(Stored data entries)
********
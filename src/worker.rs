use super::{
    handle::Task,
    pool::PoolShared,
};
use std::{
    io,
    sync::{
        atomic::{AtomicBool, Ordering},
        Arc,
    },
    thread::{self, Thread},
};
use tokio_util::sync::CancellationToken;


/// Запись пула о воркере: поток, личный флаг остановки и отметка простоя.
///
/// Токен живёт и в записи, и в замыкании потока. При сжатии пула запись просто
/// дропается после `request_stop`, поток при этом отсоединяется и завершится сам.
pub(crate) struct WorkerHandle {
    id: usize,
    token: CancellationToken,
    idle: Arc<AtomicBool>,
    thread: Option<thread::JoinHandle<()>>,
}

impl WorkerHandle {
    pub fn spawn(id: usize, shared: Arc<PoolShared>, builder: thread::Builder) -> io::Result<Self> {
        let token = CancellationToken::new();
        let idle = Arc::new(AtomicBool::new(false));
        let worker = Worker {
            id,
            shared,
            token: token.clone(),
            idle: idle.clone(),
        };
        let thread = builder.spawn(move || worker.run())?;

        Ok(Self {
            id,
            token,
            idle,
            thread: Some(thread),
        })
    }

    #[inline]
    pub fn request_stop(&self) {
        self.token.cancel();
    }

    #[inline]
    pub fn is_idle(&self) -> bool {
        self.idle.load(Ordering::Acquire)
    }

    pub fn thread(&self) -> Option<&Thread> {
        self.thread.as_ref().map(|handle| handle.thread())
    }

    /// Дождаться выхода потока воркера.
    ///
    /// Если пул дропнули из задачи на этом же воркере, свой поток не ждём:
    /// handle просто отсоединяется, воркер выйдет после текущей задачи.
    pub fn join(mut self) {
        if let Some(handle) = self.thread.take() {
            if handle.thread().id() == thread::current().id() {
                tracing::debug!(worker = self.id, "stop called from own worker, detaching");
                return;
            }
            if handle.join().is_err() {
                tracing::error!(worker = self.id, "worker thread panicked");
            }
        }
    }
}


struct Worker {
    id: usize,
    shared: Arc<PoolShared>,
    token: CancellationToken,
    idle: Arc<AtomicBool>,
}

impl Worker {
    fn run(self) {
        if let Some(hook) = &self.shared.on_worker_start {
            hook(self.id);
        }
        tracing::debug!(worker = self.id, "worker started");

        let mut next = self.shared.queue.take();
        loop {
            while let Some(task) = next {
                task.run(self.id);
                // личный флаг проверяется только между задачами
                if self.token.is_cancelled() {
                    tracing::debug!(worker = self.id, "worker stopped by request");
                    return;
                }
                next = self.shared.queue.take();
            }

            next = self.park();
            if next.is_none() {
                break;
            }
        }

        tracing::debug!(worker = self.id, "worker stopped");
    }

    /// Простой: ждём задачу, graceful stop пула или свой флаг
    fn park(&self) -> Option<Task> {
        let shared = &self.shared;

        self.idle.store(true, Ordering::Release);
        shared.tracker.enter_idle();

        let next = shared
            .queue
            .take_or_wait(|| shared.done.load(Ordering::Acquire) || self.token.is_cancelled());

        shared.tracker.leave_idle();
        self.idle.store(false, Ordering::Release);

        next
    }
}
********
Directions for this task:
Please transcribe each entry exactly, keeping every word as it is.

Written solution:
filename src/worker.rs
use super::{
    handle::Task,
    pool::PoolShared,
};
use std::{
    io,
    sync::{
        atomic::{AtomicBool, Ordering},
        Arc,
    },
    thread::{self, Thread},
};
use tokio_util::sync::CancellationToken;


/// Запись пула о воркере: поток, личный флаг остановки и отметка простоя.
///
/// Токен живёт и в записи, и в замыкании потока. При сжатии пула запись просто
/// дропается после `request_stop`, поток при этом отсоединяется и завершится сам.
pub(crate) struct WorkerHandle {
    id: usize,
    token: CancellationToken,
    idle: Arc<AtomicBool>,
    thread: Option<thread::JoinHandle<()>>,
}

impl WorkerHandle {
    pub fn spawn(id: usize, shared: Arc<PoolShared>, builder: thread::Builder) -> io::Result<Self> {
        let token = CancellationToken::new();
        let idle = Arc::new(AtomicBool::new(false));
        let worker = Worker {
            id,
            shared,
            token: token.clone(),
            idle: idle.clone(),
        };
        let thread = builder.spawn(move || worker.run())?;

        Ok(Self {
            id,
            token,
            idle,
            thread: Some(thread),
        })
    }

    #[inline]
    pub fn request_stop(&self) {
        self.token.cancel();
    }

    #[inline]
    pub fn is_idle(&self) -> bool {
        self.idle.load(Ordering::Acquire)
    }

    pub fn thread(&self) -> Option<&Thread> {
        self.thread.as_ref().map(|handle| handle.thread())
    }

    /// Дождаться выхода потока воркера.
    ///
    /// Если пул дропнули из задачи на этом же воркере, свой поток не ждём:
    /// handle просто отсоединяется, воркер выйдет после текущей задачи.
    pub fn join(mut self) {
        if let Some(handle) = self.thread.take() {
            if handle.thread().id() == thread::current().id() {
                tracing::debug!(worker = self.id, "stop called from own worker, detaching");
                return;
            }
            if handle.join().is_err() {
                tracing::error!(worker = self.id, "worker thread panicked");
            }
        }
    }
}


struct Worker {
    id: usize,
    shared: Arc<PoolShared>,
    token: CancellationToken,
    idle: Arc<AtomicBool>,
}

impl Worker {
    fn run(self) {
        if let Some(hook) = &self.shared.on_worker_start {
            hook(self.id);
        }
        tracing::debug!(worker = self.id, "worker started");

        let mut next = self.shared.queue.take();
        loop {
            while let Some(task) = next {
                task.run(self.id);
                // личный флаг проверяется только между задачами
                if self.token.is_cancelled() {
                    tracing::debug!(worker = self.id, "worker stopped by request");
                    return;
                }
                next = self.shared.queue.take();
            }

            next = self.park();
            if next.is_none() {
                break;
            }
        }

        tracing::debug!(worker = self.id, "worker stopped");
    }

    /// Простой: ждём задачу, graceful stop пула или свой флаг
    fn park(&self) -> Option<Task> {
        let shared = &self.shared;

        self.idle.store(true, Ordering::Release);
        shared.tracker.enter_idle();

        let next = shared
            .queue
            .take_or_wait(|| shared.done.load(Ordering::Acquire) || self.token.is_cancelled());

        shared.tracker.leave_idle();
        self.idle.store(false, Ordering::Release);

        next
    }
}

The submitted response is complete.